The mascot el-Bana suggested to his group bears striking resemblance to Saudi Arabia’s. The MB’s a banner features two crossed swords embracing the holy Qur’an. The verse saying ‘And prepare against them whatever you are able of power’ is visible in the place. The Saudi Arabia’s mascot revealed in 1926 also features the two crossed words and the word “And prepare..” (verse 60 of Sura Anfal in the Qur’an)
Rida’s influence on the MB was debated by the founder’s grandson Tarek Ramadan. In his PhD thesis, Ramadan disclosed that his maternal grandfather pledged to publish Al-Manar for five years after the death of its publisher. The grandson also explained that el-Bana was a reformer, who walked in Rida’s and Abduh’s footsteps.
The grandson’s allegations that Rida was Mohamed Abduh’s disciple was refuted by Islamic thinker Ali Mourad (d. 2017). “Rida opposed Mohamed Abduh’s call for prioritizing reason,” said Mourad. As long as Rida is concerned, Mourad condemned him for being fundamentalist, who devoted his intellectual and religious project to suppress Mohamed Abduh’s reformist voice.

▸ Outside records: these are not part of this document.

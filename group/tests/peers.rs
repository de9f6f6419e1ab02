mod common;

use common::CountingSource;

use shoal_group::{
  Bytes, Error, FetchContext, FetchError, Fetcher, Group, GroupConfig, PeerPicker, Picker,
};

use std::sync::atomic::{AtomicUsize, Ordering};
use std::sync::{Arc, Weak};
use std::thread;
use std::time::Duration;

use parking_lot::Mutex;

/// Routes fetches straight into another in-process group.
struct LoopbackFetcher {
  addr: String,
  target: Mutex<Weak<Group>>,
  calls: AtomicUsize,
}

impl LoopbackFetcher {
  fn new(addr: &str) -> Arc<Self> {
    Arc::new(Self {
      addr: addr.to_owned(),
      target: Mutex::new(Weak::new()),
      calls: AtomicUsize::new(0),
    })
  }

  fn connect(&self, group: &Arc<Group>) {
    *self.target.lock() = Arc::downgrade(group);
  }
}

impl Fetcher for LoopbackFetcher {
  fn fetch(&self, _ctx: &FetchContext, _group: &str, key: &str) -> Result<Bytes, FetchError> {
    self.calls.fetch_add(1, Ordering::SeqCst);
    let target = self.target.lock().upgrade().ok_or(FetchError::Transport("peer is gone".to_owned()))?;
    match target.get(key) {
      Ok(value) => Ok(value.into_bytes()),
      Err(Error::NotFound(_)) => Err(FetchError::NotFound),
      Err(err) => Err(FetchError::Transport(err.to_string())),
    }
  }

  fn peer(&self) -> &str {
    &self.addr
  }
}

/// Always fails, either immediately or by overrunning the deadline.
struct BrokenFetcher {
  stall: Option<Duration>,
}

impl Fetcher for BrokenFetcher {
  fn fetch(&self, _ctx: &FetchContext, _group: &str, _key: &str) -> Result<Bytes, FetchError> {
    match self.stall {
      Some(stall) => {
        thread::sleep(stall);
        Ok(Bytes::from_static(b"too late"))
      }
      None => Err(FetchError::Transport("connection refused".to_owned())),
    }
  }
}

/// The first `count` keys of the form `user:N` that `picker` routes to `addr`.
fn keys_owned_by(picker: &PeerPicker, addr: &str, count: usize) -> Vec<String> {
  (0..)
    .map(|i| format!("user:{}", i))
    .filter(|key| picker.owner(key).as_deref() == Some(addr))
    .take(count)
    .collect()
}

struct Cluster {
  a: Arc<Group>,
  b: Arc<Group>,
  source_a: Arc<CountingSource>,
  source_b: Arc<CountingSource>,
  picker_a: Arc<PeerPicker>,
  to_b: Arc<LoopbackFetcher>,
}

fn cluster(config: &GroupConfig) -> Cluster {
  let entries: Vec<(String, String)> = (0..200).map(|i| (format!("user:{}", i), format!("score-{}", i))).collect();
  let entries: Vec<(&str, &str)> = entries.iter().map(|(k, v)| (k.as_str(), v.as_str())).collect();

  let source_a = CountingSource::new(&entries);
  let source_b = CountingSource::new(&entries);
  let a = Arc::new(Group::with_retriever("scores", config, source_a.clone()).unwrap());
  let b = Arc::new(Group::with_retriever("scores", config, source_b.clone()).unwrap());

  let to_a = LoopbackFetcher::new("a:1");
  let to_b = LoopbackFetcher::new("b:1");
  to_a.connect(&a);
  to_b.connect(&b);

  let picker_a = Arc::new(PeerPicker::new("a:1", 50).unwrap());
  let fetcher_b: Arc<dyn Fetcher> = to_b.clone();
  picker_a.set_peers(["a:1", "b:1"], |_: &str| fetcher_b.clone()).unwrap();
  let picker_b = Arc::new(PeerPicker::new("b:1", 50).unwrap());
  let fetcher_a: Arc<dyn Fetcher> = to_a.clone();
  picker_b.set_peers(["a:1", "b:1"], |_: &str| fetcher_a.clone()).unwrap();

  a.register_peers(picker_a.clone()).unwrap();
  b.register_peers(picker_b).unwrap();

  Cluster {
    a,
    b,
    source_a,
    source_b,
    picker_a,
    to_b,
  }
}

#[test_log::test]
fn remote_keys_are_fetched_from_their_owner() {
  let c = cluster(&GroupConfig::default());
  let remote = keys_owned_by(&c.picker_a, "b:1", 5);

  for key in &remote {
    let value = c.a.get(key).unwrap();
    assert_eq!(value.to_string_lossy(), format!("score-{}", &key["user:".len()..]));
  }

  assert_eq!(c.source_a.calls(), 0, "a never touched its source for b's keys");
  assert_eq!(c.source_b.calls(), 5);
  assert_eq!(c.to_b.calls.load(Ordering::SeqCst), 5);
  assert_eq!(c.a.stats().peer_loads, 5);
  assert!(c.a.cache().is_empty(), "peer results are not cached by default");
  assert_eq!(c.b.cache().len(), 5, "the owner caches what it loaded");
}

#[test_log::test]
fn local_keys_skip_the_network() {
  let c = cluster(&GroupConfig::default());
  let local = keys_owned_by(&c.picker_a, "a:1", 5);

  for key in &local {
    c.a.get(key).unwrap();
  }
  assert_eq!(c.to_b.calls.load(Ordering::SeqCst), 0);
  assert_eq!(c.source_a.calls(), 5);
  assert_eq!(c.a.cache().len(), 5);
}

#[test_log::test]
fn peer_hits_can_populate_the_local_cache() {
  let config = GroupConfig {
    populate_on_peer_hit: true,
    ..GroupConfig::default()
  };
  let c = cluster(&config);
  let key = &keys_owned_by(&c.picker_a, "b:1", 1)[0];

  c.a.get(key).unwrap();
  c.a.get(key).unwrap();
  assert_eq!(c.to_b.calls.load(Ordering::SeqCst), 1, "second get hit a's cache");
  assert!(c.a.cache().get(key).is_some());
}

#[test_log::test]
fn peer_not_found_falls_back_and_reports_not_found() {
  let c = cluster(&GroupConfig::default());
  let picker = &c.picker_a;
  let missing = (1000..)
    .map(|i| format!("user:{}", i))
    .find(|key| picker.owner(key).as_deref() == Some("b:1"))
    .unwrap();

  assert_eq!(c.a.get(&missing).unwrap_err(), Error::NotFound(missing.clone()));
  assert_eq!(c.source_a.calls(), 1, "fell back to the local source");
  assert_eq!(c.a.stats().peer_errors, 1);
}

#[test_log::test]
fn transport_failure_falls_back_to_the_source() {
  let source = CountingSource::new(&[("alice", "100")]);
  let group = Group::with_retriever("scores", &GroupConfig::default(), source.clone()).unwrap();

  let picker = Arc::new(PeerPicker::new("a:1", 50).unwrap());
  picker
    .set_peers(["b:1"], |_: &str| Arc::new(BrokenFetcher { stall: None }) as Arc<dyn Fetcher>)
    .unwrap();
  group.register_peers(picker).unwrap();

  assert_eq!(group.get("alice").unwrap().as_slice(), b"100");
  assert_eq!(source.calls(), 1);
  assert_eq!(group.stats().peer_errors, 1);
  assert_eq!(group.cache().len(), 1, "locally loaded values are cached");
}

#[test_log::test]
fn late_peer_responses_count_as_failures() {
  let source = CountingSource::new(&[("alice", "100")]);
  let config = GroupConfig {
    fetch_timeout: Some(Duration::from_millis(20)),
    ..GroupConfig::default()
  };
  let group = Group::with_retriever("scores", &config, source.clone()).unwrap();

  let picker = Arc::new(PeerPicker::new("a:1", 50).unwrap());
  picker
    .set_peers(["b:1"], |_: &str| {
      Arc::new(BrokenFetcher {
        stall: Some(Duration::from_millis(60)),
      }) as Arc<dyn Fetcher>
    })
    .unwrap();
  group.register_peers(picker).unwrap();

  assert_eq!(group.get("alice").unwrap().as_slice(), b"100");
  assert_eq!(source.calls(), 1);
  assert_eq!(group.stats().peer_errors, 1);
}

#[test_log::test]
fn picker_registers_once() {
  let source = CountingSource::new(&[]);
  let group = Group::with_retriever("scores", &GroupConfig::default(), source).unwrap();
  let picker: Arc<dyn Picker> = Arc::new(PeerPicker::new("a:1", 50).unwrap());

  group.register_peers(picker.clone()).unwrap();
  assert!(matches!(
    group.register_peers(picker),
    Err(Error::DoubleRegistration(_))
  ));
}

#[test_log::test]
fn peer_set_changes_are_atomic_for_readers() {
  let picker = Arc::new(PeerPicker::new("a:1", 50).unwrap());
  let fetcher: Arc<dyn Fetcher> = Arc::new(BrokenFetcher { stall: None });
  let sets: [&[&str]; 2] = [&["a:1", "b:1"], &["a:1", "c:1", "d:1"]];

  let reader = {
    let picker = picker.clone();
    thread::spawn(move || {
      for i in 0..20_000 {
        if let Some(owner) = picker.owner(&format!("k{}", i)) {
          assert!(["a:1", "b:1", "c:1", "d:1"].contains(&owner.as_str()));
        }
      }
    })
  };

  for round in 0..200 {
    picker
      .set_peers(sets[round % 2].iter().copied(), |_: &str| fetcher.clone())
      .unwrap();
  }
  reader.join().unwrap();
  assert_eq!(picker.peers(), vec!["a:1", "c:1", "d:1"]);
}
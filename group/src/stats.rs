use std::sync::atomic::{AtomicU64, Ordering};

use crossbeam_utils::CachePadded;

/// Counters describing how a group served its gets.
#[derive(Debug, Default)]
pub struct GroupStats {
  pub(crate) gets: CachePadded<AtomicU64>,
  pub(crate) cache_hits: CachePadded<AtomicU64>,
  pub(crate) loads: CachePadded<AtomicU64>,
  pub(crate) peer_loads: CachePadded<AtomicU64>,
  pub(crate) peer_errors: CachePadded<AtomicU64>,
  pub(crate) local_loads: CachePadded<AtomicU64>,
  pub(crate) local_load_errors: CachePadded<AtomicU64>,
  pub(crate) negative_hits: CachePadded<AtomicU64>,
}

impl GroupStats {
  #[inline]
  pub(crate) fn incr(counter: &CachePadded<AtomicU64>) {
    counter.fetch_add(1, Ordering::Relaxed);
  }

  pub(crate) fn snapshot(&self, deduplicated: u64) -> GroupStatsSnapshot {
    GroupStatsSnapshot {
      gets: self.gets.load(Ordering::Relaxed),
      cache_hits: self.cache_hits.load(Ordering::Relaxed),
      loads: self.loads.load(Ordering::Relaxed),
      deduplicated,
      peer_loads: self.peer_loads.load(Ordering::Relaxed),
      peer_errors: self.peer_errors.load(Ordering::Relaxed),
      local_loads: self.local_loads.load(Ordering::Relaxed),
      local_load_errors: self.local_load_errors.load(Ordering::Relaxed),
      negative_hits: self.negative_hits.load(Ordering::Relaxed),
    }
  }
}

/// A point-in-time view of [`GroupStats`].
#[derive(Debug, Clone, Copy, PartialEq, Eq, Default)]
pub struct GroupStatsSnapshot {
  /// Calls to `get` with a valid key.
  pub gets: u64,
  /// Gets answered by the local cache.
  pub cache_hits: u64,
  /// Gets that missed the cache and went through the deduplicated load path.
  pub loads: u64,
  /// Loads answered by another caller's in-flight or recently completed load.
  pub deduplicated: u64,
  /// Values fetched from the owning peer.
  pub peer_loads: u64,
  /// Remote fetches that failed and fell back to the source of truth.
  pub peer_errors: u64,
  /// Values loaded from the source of truth.
  pub local_loads: u64,
  pub local_load_errors: u64,
  /// Loads answered `NotFound` from the negative cache.
  pub negative_hits: u64,
}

Alain Gresh, ex-Editor of Le Monde Diplomatique, said that Ramadan’s dissertation had opened the door on the unknown area of Islamic reformist project. Revealing el-Bana’s fundamentalism side, Gresh, who was born in Cairo in 1948, quoted the grandson’s thesis as saying that both Mohamed Abduh and Hassan el-Bana were interested in introducing a project of overlapping modernity and fundamentalism. Gresh’s biological father is Henri Curiel, a communist who was assassinated in Paris in 1978. That was why, Gresh, who has written extensively on Islam and the Arab world, admired el-Bana’s integrity and peaceful message by denying categorically that the General Guide had ever ordered political assassinations.
El-Bana’s duplicity in Europe was also defended in a report published by the Union of Islamic Organisations in France’s Islam journal (now suspended). Referring to a conference held in Paris in 1988, UIO’s report said that el-Bana was an Islamic reformer, who received the torch from Jamal-Eddin al-Afghani and Mohamed Abduh. It is noteworthy that Rida was not mentioned in this area. El-Bana was also praised by UIO for allegedly producing a spiritual and intellectual dimension to Islam.
Such a deliberately misleading argument and image-airbrushing managed to increase the number of el-Bana’s admirers in the Western communities of university professors, politicians, media people and thinkers over decades. Moreover, these people have portrayed the MB for being as the Muslim version of the Christian reformist trend in Latin America, which sought to rekindle the dim hope of the poor and wretched people.
Due to this misplaced defence and enthusiasm, el-Bana, whose MB is branded terrorist group in several countries, was compared to India’s Gandhi in the West.
Moreover, leftist icons in Europe, such as researcher Miguel Bin Siyag, environmentalist Jose Boufi and member of the French Communist Union Daniel Bin Said paid tribute to el-Bana when his grandson Tarek Ramadan told the European Social Forum in Paris in 1983 that ‘the tenets of Islam do not conform with the new liberal capitalism. El-Bana was also given credit by European leftists when his grandson quoted him as saying that Islam being the faith of the poor is interested greatly in realizing social interdependence and solidarity—the chief principles sought by communists and later by leftists.